WHAT NEEDS TO BE DONE: From the line that contains "for &child in" to the last line of the records below, retype each line exactly; leave out everything else.

PROVIDED ENTRIES:

+ + + + +

//! Property path evaluation and literal coercion for binding expressions

use crate::tracker::Targets;
use crate::value::{Object, Value};

/// Split `a.b[0].c` into `["a", "b", "0", "c"]`. Empty segments are dropped.
pub fn segments(path: &str) -> Vec<&str> {
    path.split(['.', '[', ']'])
        .filter(|segment| !segment.is_empty())
        .collect()
}

/// Follow `path` from `root`, recording dependencies for every reactive
/// property read along the way. Anything unreachable is `Undefined`.
pub fn evaluate(root: &Value, path: &str, targets: Targets<'_>) -> Value {
    let parts = segments(path);
    if parts.is_empty() {
        return Value::Undefined;
    }
    let mut current = root.clone();
    for part in parts {
        current = step(&current, part, targets);
        if matches!(current, Value::Undefined) {
            break;
        }
    }
    current
}

fn step(current: &Value, segment: &str, targets: Targets<'_>) -> Value {
    match current {
        Value::Object(object) => object.get(segment, targets),
        Value::Array(array) => {
            if segment == "length" {
                Value::from(array.len())
            } else {
                segment
                    .parse::<usize>()
                    .map(|index| array.get(index))
                    .unwrap_or(Value::Undefined)
            }
        }
        Value::String(text) => {
            if segment == "length" {
                Value::from(text.chars().count())
            } else {
                segment
                    .parse::<usize>()
                    .ok()
                    .and_then(|index| text.chars().nth(index))
                    .map(|c| Value::String(c.to_string()))
                    .unwrap_or(Value::Undefined)
            }
        }
        _ => Value::Undefined,
    }
}

/// Evaluate against the iteration `context` first, falling back to the
/// component `data` when the context yields nothing
pub fn resolve(context: &Object, data: &Object, path: &str, targets: Targets<'_>) -> Value {
    let found = evaluate(&Value::Object(context.clone()), path, targets);
    if !found.is_nullish() {
        return found;
    }
    evaluate(&Value::Object(data.clone()), path, targets)
}

fn is_numeric_literal(text: &str) -> bool {
    text.chars().any(|c| c.is_ascii_digit())
        && text
            .chars()
            .all(|c| c.is_ascii_digit() || matches!(c, '+' | '-' | '.' | 'e' | 'E'))
}

/// Interpret attribute text as a literal where possible, otherwise as a
/// path handed to `lookup`
pub fn coerce(text: &str, lookup: impl FnOnce(&str) -> Value) -> Value {
    let trimmed = text.trim();
    if trimmed.is_empty() {
        // blank text reads as the number 0
        return Value::Number(0.0);
    }
    match trimmed {
        "true" => return Value::Bool(true),
        "false" => return Value::Bool(false),
        _ => {}
    }
    if is_numeric_literal(trimmed) {
        if let Ok(n) = trimmed.parse::<f64>() {
            return Value::Number(n);
        }
    }
    let bytes = trimmed.as_bytes();
    if bytes.len() >= 2 {
        let (first, last) = (bytes[0], bytes[bytes.len() - 1]);
        if (first == b'\'' || first == b'"') && first == last {
            return Value::String(trimmed[1..trimmed.len() - 1].to_string());
        }
    }
    lookup(trimmed)
}
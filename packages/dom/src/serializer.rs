//! HTML serialization of (parts of) a [`Document`]

use crate::document::{Document, NodeId, NodeKind};
use crate::parser::is_void_element;

/// Outer HTML of a node. Fragments, shadow roots and the document root
/// serialize as their children.
pub fn to_html(doc: &Document, id: NodeId) -> String {
    let mut out = String::new();
    write_node(doc, id, &mut out);
    out
}

/// Markup of the children of a node (including its shadow root, if any)
pub fn inner_html(doc: &Document, id: NodeId) -> String {
    let mut out = String::new();
    write_children(doc, id, &mut out);
    out
}

fn write_node(doc: &Document, id: NodeId, out: &mut String) {
    match doc.kind(id) {
        Some(NodeKind::Element { tag, attributes }) => {
            out.push('<');
            out.push_str(tag);
            for attr in attributes {
                out.push(' ');
                out.push_str(&attr.name);
                out.push_str("=\"");
                out.push_str(&escape_attribute(&attr.value));
                out.push('"');
            }
            out.push('>');
            if is_void_element(tag) && doc.children(id).is_empty() {
                return;
            }
            write_children(doc, id, out);
            out.push_str("</");
            out.push_str(tag);
            out.push('>');
        }
        Some(NodeKind::Text(text)) => out.push_str(&escape_text(text)),
        Some(NodeKind::Comment(text)) => {
            out.push_str("<!--");
            out.push_str(text);
            out.push_str("-->");
        }
        Some(NodeKind::Fragment) | Some(NodeKind::ShadowRoot) | Some(NodeKind::Root) => {
            write_children(doc, id, out)
        }
        None => {}
    }
}

fn write_children(doc: &Document, id: NodeId, out: &mut String) {
    if let Some(shadow) = doc.shadow_root(id) {
        out.push_str("<template shadowrootmode=\"open\">");
        write_children(doc, shadow, out);
        out.push_str("</template>");
    }
    for &child in doc.children(id) {
        write_node(doc, child, out);
    }
}

fn escape_text(text: &str) -> String {
    text.replace('&', "&amp;")
        .replace('<', "&lt;")
        .replace('>', "&gt;")
}

fn escape_attribute(value: &str) -> String {
    value.replace('&', "&amp;").replace('"', "&quot;")
}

+ + + + +

ANSWER TO THE PROBLEM:
    for &child in doc.children(id) {
        write_node(doc, child, out);
    }
}

fn escape_text(text: &str) -> String {
    text.replace('&', "&amp;")
        .replace('<', "&lt;")
        .replace('>', "&gt;")
}

fn escape_attribute(value: &str) -> String {
    value.replace('&', "&amp;").replace('"', "&quot;")
}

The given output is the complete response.